Sunday, August 23, 2015

Update on a Cover-up




October 2014: And the Wall Came Tumbling Down


      I published a post on River Vices (29 October 2014) on the  wall that fell on Washington Street, as shown in the photo above (click here for the link to that post). The fallen wall was part of the property belonging to Dr. Alain Asher at 633 4th Street. Today I am posting a follow-up to that post, arguing that a cover-up is taking place of what was revealed when the wall fell, which is shown in the photo above. What was revealed when the wall fell was that the roots on the ground to the east of the towering tree at the corner of 4th and Washington Street were and still are largely above ground. Tree roots are supposed to be below ground, anchoring the tree,  but the roots of this tree, on the wall side of the tree, were not, and still are not,  anchoring the tree. In order to anchor a tree, roots must be in the ground below and must be able to spread laterally in order for the tree to live and grow.

      The roots on the eastern side of the tree are not anchoring the tree because they are above ground. What the roots are trying to do is find ground to grow deeper and farther into the ground, but the wall and the concrete sidewalk prevented the roots from extending in an easterly direction. There was  a conflict between the roots and the wall. A very slow motion sumo wrestling match between the tree and the wall had been going on for many years.  Compared to the humungous towering tree, the brick wall was a 97-pound  weakling, so there was no question about who was going to win this wrestling match.

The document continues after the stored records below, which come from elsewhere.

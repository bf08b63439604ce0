//! Measurement Records

use serde::{Deserialize, Serialize};
use std::fmt;
use std::str::FromStr;

/// One benchmark run, validated at ingestion and immutable afterwards
#[derive(Debug, Clone, PartialEq, Serialize, Deserialize)]
pub struct MeasurementRecord {
    /// Network identifier (e.g., "resnet18-imagenet")
    pub model: String,
    /// Accelerator cores used
    pub cores: u32,
    /// Batch size
    pub batch_size: u32,
    /// Per-inference latency in milliseconds
    pub latency_ms: f64,
    /// Frames per second
    pub throughput_fps: f64,
    /// Board power in watts
    pub power_w: f64,
    /// Derived: throughput_fps / power_w
    pub efficiency_fps_per_w: f64,
    /// Device temperature in degrees Celsius
    pub temperature_c: f64,
}

impl MeasurementRecord {
    /// Configuration key `(model, cores, batch_size)`
    pub fn group_key(&self) -> GroupKey {
        GroupKey::configuration(&self.model, self.cores, self.batch_size)
    }

    /// Key restricted to the given fields
    pub fn key_for(&self, fields: &[GroupField]) -> GroupKey {
        let mut key = GroupKey::default();
        for field in fields {
            match field {
                GroupField::Model => key.model = Some(self.model.clone()),
                GroupField::Cores => key.cores = Some(self.cores),
                GroupField::BatchSize => key.batch_size = Some(self.batch_size),
            }
        }
        key
    }

    /// Value of a metric column
    pub fn value(&self, metric: Metric) -> f64 {
        match metric {
            Metric::LatencyMs => self.latency_ms,
            Metric::ThroughputFps => self.throughput_fps,
            Metric::PowerW => self.power_w,
            Metric::EfficiencyFpsPerW => self.efficiency_fps_per_w,
            Metric::TemperatureC => self.temperature_c,
        }
    }

    /// Efficiency implied by the raw fields
    pub fn expected_efficiency(&self) -> f64 {
        self.throughput_fps / self.power_w
    }

    /// Throughput implied by batch size and latency
    pub fn expected_throughput(&self) -> f64 {
        self.batch_size as f64 / (self.latency_ms / 1000.0)
    }
}

/// Un-validated row as read from a dataset
///
/// Every field is optional so that missing columns surface as
/// [`crate::FieldError::Missing`] instead of a parse failure. Aliases
/// accept the column names used by the raw benchmark dumps.
#[derive(Debug, Clone, Default, PartialEq, Serialize, Deserialize)]
#[serde(default)]
pub struct RawRecord {
    /// Network identifier
    #[serde(alias = "model_name")]
    pub model: Option<String>,
    /// Accelerator cores used
    #[serde(alias = "core_count")]
    pub cores: Option<u32>,
    /// Batch size
    pub batch_size: Option<u32>,
    /// Latency in milliseconds
    pub latency_ms: Option<f64>,
    /// Frames per second
    pub throughput_fps: Option<f64>,
    /// Power in watts
    #[serde(alias = "power_consumption_watts", alias = "power_watts")]
    pub power_w: Option<f64>,
    /// Derived efficiency
    #[serde(alias = "efficiency_fps_per_watt")]
    pub efficiency_fps_per_w: Option<f64>,
    /// Temperature in degrees Celsius
    #[serde(alias = "temperature_celsius")]
    pub temperature_c: Option<f64>,
    /// Set when the row could not be decoded into the fields above
    #[serde(skip)]
    pub parse_error: Option<String>,
}

impl RawRecord {
    /// Placeholder for a row whose values could not be decoded
    ///
    /// The row keeps its position in the input, so the store can reject it
    /// (or abort in strict mode) under its original index.
    pub fn unparseable(reason: impl Into<String>) -> Self {
        Self {
            parse_error: Some(reason.into()),
            ..Default::default()
        }
    }
}

impl From<&MeasurementRecord> for RawRecord {
    fn from(record: &MeasurementRecord) -> Self {
        Self {
            model: Some(record.model.clone()),
            cores: Some(record.cores),
            batch_size: Some(record.batch_size),
            latency_ms: Some(record.latency_ms),
            throughput_fps: Some(record.throughput_fps),
            power_w: Some(record.power_w),
            efficiency_fps_per_w: Some(record.efficiency_fps_per_w),
            temperature_c: Some(record.temperature_c),
            parse_error: None,
        }
    }
}

impl From<MeasurementRecord> for RawRecord {
    fn from(record: MeasurementRecord) -> Self {
        Self::from(&record)
    }
}

/// Numeric columns that are aggregated per group
#[derive(Debug, Clone, Copy, PartialEq, Eq, Hash, PartialOrd, Ord, Serialize, Deserialize)]
#[serde(rename_all = "snake_case")]
pub enum Metric {
    /// latency_ms
    LatencyMs,
    /// throughput_fps
    ThroughputFps,
    /// power_w
    PowerW,
    /// efficiency_fps_per_w
    EfficiencyFpsPerW,
    /// temperature_c
    TemperatureC,
}

impl Metric {
    /// All metrics in column order
    pub const ALL: [Metric; 5] = [
        Metric::LatencyMs,
        Metric::ThroughputFps,
        Metric::PowerW,
        Metric::EfficiencyFpsPerW,
        Metric::TemperatureC,
    ];

    /// Column name
    pub fn as_str(self) -> &'static str {
        match self {
            Metric::LatencyMs => "latency_ms",
            Metric::ThroughputFps => "throughput_fps",
            Metric::PowerW => "power_w",
            Metric::EfficiencyFpsPerW => "efficiency_fps_per_w",
            Metric::TemperatureC => "temperature_c",
        }
    }
}

impl fmt::Display for Metric {
    fn fmt(&self, f: &mut fmt::Formatter<'_>) -> fmt::Result {
        f.write_str(self.as_str())
    }
}

impl FromStr for Metric {
    type Err = String;

    fn from_str(s: &str) -> Result<Self, Self::Err> {
        match s.to_lowercase().as_str() {
            "latency_ms" | "latency" => Ok(Metric::LatencyMs),
            "throughput_fps" | "throughput" => Ok(Metric::ThroughputFps),
            "power_w" | "power" => Ok(Metric::PowerW),
            "efficiency_fps_per_w" | "efficiency" => Ok(Metric::EfficiencyFpsPerW),
            "temperature_c" | "temperature" => Ok(Metric::TemperatureC),
            other => Err(format!("Unknown metric: {}", other)),
        }
    }
}

/// Record fields that can participate in a grouping key
#[derive(Debug, Clone, Copy, PartialEq, Eq, Hash)]
pub enum GroupField {
    /// model
    Model,
    /// cores
    Cores,
    /// batch_size
    BatchSize,
}

impl GroupField {
    /// The full configuration key `(model, cores, batch_size)`
    pub const CONFIGURATION: [GroupField; 3] =
        [GroupField::Model, GroupField::Cores, GroupField::BatchSize];
}

/// Grouping key; fields not selected for grouping are `None`
#[derive(Debug, Clone, Default, PartialEq, Eq, Hash, PartialOrd, Ord, Serialize, Deserialize)]
pub struct GroupKey {
    /// Model, when grouped by model
    #[serde(skip_serializing_if = "Option::is_none")]
    pub model: Option<String>,
    /// Core count, when grouped by cores
    #[serde(skip_serializing_if = "Option::is_none")]
    pub cores: Option<u32>,
    /// Batch size, when grouped by batch size
    #[serde(skip_serializing_if = "Option::is_none")]
    pub batch_size: Option<u32>,
}

impl GroupKey {
    /// Full configuration key
    pub fn configuration(model: impl Into<String>, cores: u32, batch_size: u32) -> Self {
        Self {
            model: Some(model.into()),
            cores: Some(cores),
            batch_size: Some(batch_size),
        }
    }

    /// Stable identifier, e.g. `resnet18_cores4_batch8`
    pub fn id(&self) -> String {
        self.to_string()
    }
}

impl fmt::Display for GroupKey {
    fn fmt(&self, f: &mut fmt::Formatter<'_>) -> fmt::Result {
        let mut parts = Vec::with_capacity(3);
        if let Some(model) = &self.model {
            parts.push(model.clone());
        }
        if let Some(cores) = self.cores {
            parts.push(format!("cores{}", cores));
        }
        if let Some(batch) = self.batch_size {
            parts.push(format!("batch{}", batch));
        }
        if parts.is_empty() {
            f.write_str("all")
        } else {
            f.write_str(&parts.join("_"))
        }
    }
}

impl FromStr for GroupKey {
    type Err = String;

    /// Parse `{model}_cores{N}_batch{M}`
    ///
    /// The core and batch tokens are taken from the right-hand end only, so
    /// the model may itself contain underscores or `coresN`/`batchN` text.
    fn from_str(s: &str) -> Result<Self, Self::Err> {
        fn suffix<'a>(rest: &'a str, prefix: &str) -> (Option<&'a str>, Option<u32>) {
            let (head, tail) = match rest.rsplit_once('_') {
                Some((head, tail)) => (Some(head), tail),
                None => (None, rest),
            };
            match tail.strip_prefix(prefix).and_then(|n| n.parse::<u32>().ok()) {
                Some(n) => (head, Some(n)),
                None => (Some(rest), None),
            }
        }

        let (rest, batch_size) = suffix(s, "batch");
        let (rest, cores) = match rest {
            Some(rest) => suffix(rest, "cores"),
            None => (None, None),
        };

        let key = GroupKey {
            model: rest.filter(|m| !m.is_empty()).map(str::to_string),
            cores,
            batch_size,
        };
        if key == GroupKey::default() {
            return Err(format!("Invalid group key: {}", s));
        }
        Ok(key)
    }
}

#[cfg(test)]
mod tests {
    use super::*;

    fn record() -> MeasurementRecord {
        MeasurementRecord {
            model: "resnet18-imagenet".to_string(),
            cores: 4,
            batch_size: 8,
            latency_ms: 10.0,
            throughput_fps: 800.0,
            power_w: 16.0,
            efficiency_fps_per_w: 50.0,
            temperature_c: 48.5,
        }
    }

    #[test]
    fn test_group_key_display_and_parse() {
        let key = record().group_key();
        assert_eq!(key.id(), "resnet18-imagenet_cores4_batch8");
        assert_eq!(key.id().parse::<GroupKey>().unwrap(), key);

        let underscored: GroupKey = "yolo_v5_cores2_batch1".parse().unwrap();
        assert_eq!(underscored.model.as_deref(), Some("yolo_v5"));
        assert_eq!(underscored.cores, Some(2));
    }

    #[test]
    fn test_group_key_parse_takes_suffix_tokens_only() {
        let key: GroupKey = "net_batch2_v1_cores1_batch1".parse().unwrap();
        assert_eq!(key, GroupKey::configuration("net_batch2_v1", 1, 1));

        let key: GroupKey = "cores8_net_cores2_batch4".parse().unwrap();
        assert_eq!(key.model.as_deref(), Some("cores8_net"));
        assert_eq!(key.cores, Some(2));

        let round_trip = GroupKey::configuration("net_cores3", 1, 2);
        assert_eq!(round_trip.id().parse::<GroupKey>().unwrap(), round_trip);
    }

    #[test]
    fn test_group_key_parse_partial_and_invalid() {
        let key: GroupKey = "resnet18_batch8".parse().unwrap();
        assert_eq!(key.model.as_deref(), Some("resnet18"));
        assert_eq!(key.cores, None);
        assert_eq!(key.batch_size, Some(8));

        let key: GroupKey = "cores4".parse().unwrap();
        assert_eq!(key.cores, Some(4));
        assert_eq!(key.model, None);

        assert!("".parse::<GroupKey>().is_err());
    }

    #[test]
    fn test_partial_key() {
        let key = record().key_for(&[GroupField::Model, GroupField::BatchSize]);
        assert_eq!(key.to_string(), "resnet18-imagenet_batch8");
        assert_eq!(key.cores, None);
    }

    #[test]
    fn test_metric_values_and_names() {
        let r = record();
        assert_eq!(r.value(Metric::PowerW), 16.0);
        assert_eq!(r.expected_efficiency(), 50.0);
        assert_eq!(r.expected_throughput(), 800.0);
        for metric in Metric::ALL {
            assert_eq!(metric.as_str().parse::<Metric>().unwrap(), metric);
        }
        assert!("bandwidth".parse::<Metric>().is_err());
    }

    #[test]
    fn test_raw_record_accepts_dump_column_names() {
        let json = r#"{
            "model_name": "mobilenetv2",
            "core_count": 1,
            "batch_size": 1,
            "latency_ms": 2.5,
            "throughput_fps": 400.0,
            "power_consumption_watts": 8.0,
            "efficiency_fps_per_watt": 50.0,
            "temperature_celsius": 41.0
        }"#;
        let raw: RawRecord = serde_json::from_str(json).unwrap();
        assert_eq!(raw.model.as_deref(), Some("mobilenetv2"));
        assert_eq!(raw.cores, Some(1));
        assert_eq!(raw.power_w, Some(8.0));
        assert_eq!(raw.temperature_c, Some(41.0));
    }

    #[test]
    fn test_raw_record_missing_fields_default_to_none() {
        let raw: RawRecord = serde_json::from_str(r#"{"model": "x"}"#).unwrap();
        assert_eq!(raw.latency_ms, None);
    }
}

      The towering tree and its nearby companion tree should have been cut down  some time ago by the previous owner. But that would have been  a considerable expense, and also that would make the property  look somewhat naked. It would certainly look a lot less sylvan and marketable  without those trees.  Perhaps one of the reasons Dr. Asher bought the property is he was captivated by those majestic trees, as anyone who appreciates nature would. But when nature poses a threat to people, as those trees do to pedestrians on the sidewalk and the drivers of vehicles passing along Washington Street, people should come first. But now, in not cutting  down those trees,  Asher in my opinion is not only bricking over, he is  covering up the problem.  The tree with the roots exposed could be toppled by high winds or it might because of gravity fall on Washington Street without warning. The city was lucky when the tree that fell at Tracy Park didn't injure or kill a child or parent (click here for a relevant post). The city had been warned publicly by me and others of the danger of trees in Tracy Park falling because some of their roots had been cut in the construction of the playground. If there  had been deaths or injuries, for ignoring those warnings the city could have been sued for millions.

      Not surprisingly, in  view of the wildly inflated price Asher had paid for 633 4th Street,  he failed to find a buyer when he put it on the market. When the wall fell, a sale became virtually impossible. Asher paid the Johnsons $440, 500 for the property, which was almost twice the $244, 150  the County Auditor's Office valued the property at. So Asher paid the Johnsons almost $200,000 more than  the county auditor's valuation. If the property had been on the Hill, that would have been one thing, but 633 4th is in the heart of the Boneyfiddle district, where the value of property, already low because of the chronically poor Portsmouth housing market,  dropped further because of the presence of the Counseling Center, which has been attracting drug addicts to Boneyfiddle from the tri-state area for decades. Petty crime is rife in the city,  but much of it goes unreported because the victims feel reporting it is pointless.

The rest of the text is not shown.